Set down the lines below exactly as they stand, please. Go from the first through the one containing "Concrete adapter that".

══ Extracted information ══

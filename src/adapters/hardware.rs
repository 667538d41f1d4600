//! Hardware adapter. Bridges real peripherals to the [`HalPort`] trait.
//!
//! Plain GPIO, the photoresistor ADC and the servo LEDC channel go through
//! the raw [`hw_init`] helpers; the two DHT11 probes are owned as
//! [`Dht11`] drivers on `embedded-hal` pins. This is the only module in the
//! system that touches actual hardware. On non-espidf targets the helpers
//! are cfg-gated simulation stubs.

use embedded_hal::delay::DelayNs;
use embedded_hal::digital::{InputPin, OutputPin, PinState};
use log::{debug, info, warn};

use crate::app::ports::HalPort;
use crate::drivers::hw_init;
use crate::drivers::servo::duty_to_ticks;
use crate::error::{ActuatorError, SensorError};
use crate::pins::{self, PinRole, TemperatureProbe};
use crate::sensors::dht11::Dht11;

/// Concrete adapter that combines all hardware behind [`HalPort`].
pub struct BoardHal<P, D> {
    indoor: Dht11<P, D>,
    outdoor: Dht11<P, D>,
}

impl<P, D> BoardHal<P, D>
where
    P: InputPin + OutputPin,
    D: DelayNs,
{
    pub fn new(indoor: Dht11<P, D>, outdoor: Dht11<P, D>) -> Self {
        Self { indoor, outdoor }
    }

    fn probe(&mut self, probe: TemperatureProbe) -> &mut Dht11<P, D> {
        match probe {
            TemperatureProbe::Indoor => &mut self.indoor,
            TemperatureProbe::Outdoor => &mut self.outdoor,
        }
    }
}

impl<P, D> HalPort for BoardHal<P, D>
where
    P: InputPin + OutputPin,
    D: DelayNs,
{
    fn digital_read(&mut self, pin: PinRole) -> Result<PinState, SensorError> {
        Ok(PinState::from(hw_init::gpio_read(pin.gpio())))
    }

    fn digital_write(&mut self, pin: PinRole, level: PinState) -> Result<(), ActuatorError> {
        hw_init::gpio_write(pin.gpio(), level == PinState::High).map_err(|rc| {
            warn!("gpio_write({}) failed rc={}", pin.gpio(), rc);
            ActuatorError::GpioWriteFailed
        })
    }

    fn analog_read(&mut self, pin: PinRole) -> Result<u16, SensorError> {
        if pin != PinRole::Photoresistor {
            return Err(SensorError::UnsupportedPin);
        }
        hw_init::adc1_read(hw_init::ADC1_CH_PHOTO).map_err(|rc| {
            warn!("adc1_read failed rc={}", rc);
            SensorError::AdcReadFailed
        })
    }

    fn pwm_set_duty_cycle(&mut self, pin: PinRole, percent: f32) -> Result<(), ActuatorError> {
        if pin != PinRole::Servo {
            return Err(ActuatorError::UnsupportedPin);
        }
        let ticks = duty_to_ticks(percent, pins::PWM_RESOLUTION_BITS);
        debug!("servo duty {:.2}% ({} ticks)", percent, ticks);
        hw_init::ledc_set(hw_init::LEDC_CH_SERVO, ticks).map_err(|rc| {
            warn!("ledc_set failed rc={}", rc);
            ActuatorError::PwmWriteFailed
        })
    }

    fn read_temperature(&mut self, probe: TemperatureProbe) -> Result<f32, SensorError> {
        self.probe(probe).read().map(|r| r.temperature_c)
    }

    fn release_temperature_sensors(&mut self) {
        self.indoor.release();
        self.outdoor.release();
        info!("DHT11 drivers released");
    }

    fn restart_temperature_sensors(&mut self) {
        self.indoor.restart();
        self.outdoor.restart();
        info!("DHT11 drivers restarted");
    }

    fn delay_ms(&mut self, ms: u32) {
        std::thread::sleep(std::time::Duration::from_millis(u64::from(ms)));
    }
}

═══

### Solution to this exercise
filename src/adapters/hardware.rs
repository 667538d41f1d4600
//! Hardware adapter. Bridges real peripherals to the [`HalPort`] trait.
//!
//! Plain GPIO, the photoresistor ADC and the servo LEDC channel go through
//! the raw [`hw_init`] helpers; the two DHT11 probes are owned as
//! [`Dht11`] drivers on `embedded-hal` pins. This is the only module in the
//! system that touches actual hardware. On non-espidf targets the helpers
//! are cfg-gated simulation stubs.

use embedded_hal::delay::DelayNs;
use embedded_hal::digital::{InputPin, OutputPin, PinState};
use log::{debug, info, warn};

use crate::app::ports::HalPort;
use crate::drivers::hw_init;
use crate::drivers::servo::duty_to_ticks;
use crate::error::{ActuatorError, SensorError};
use crate::pins::{self, PinRole, TemperatureProbe};
use crate::sensors::dht11::Dht11;

/// Concrete adapter that combines all hardware behind [`HalPort`].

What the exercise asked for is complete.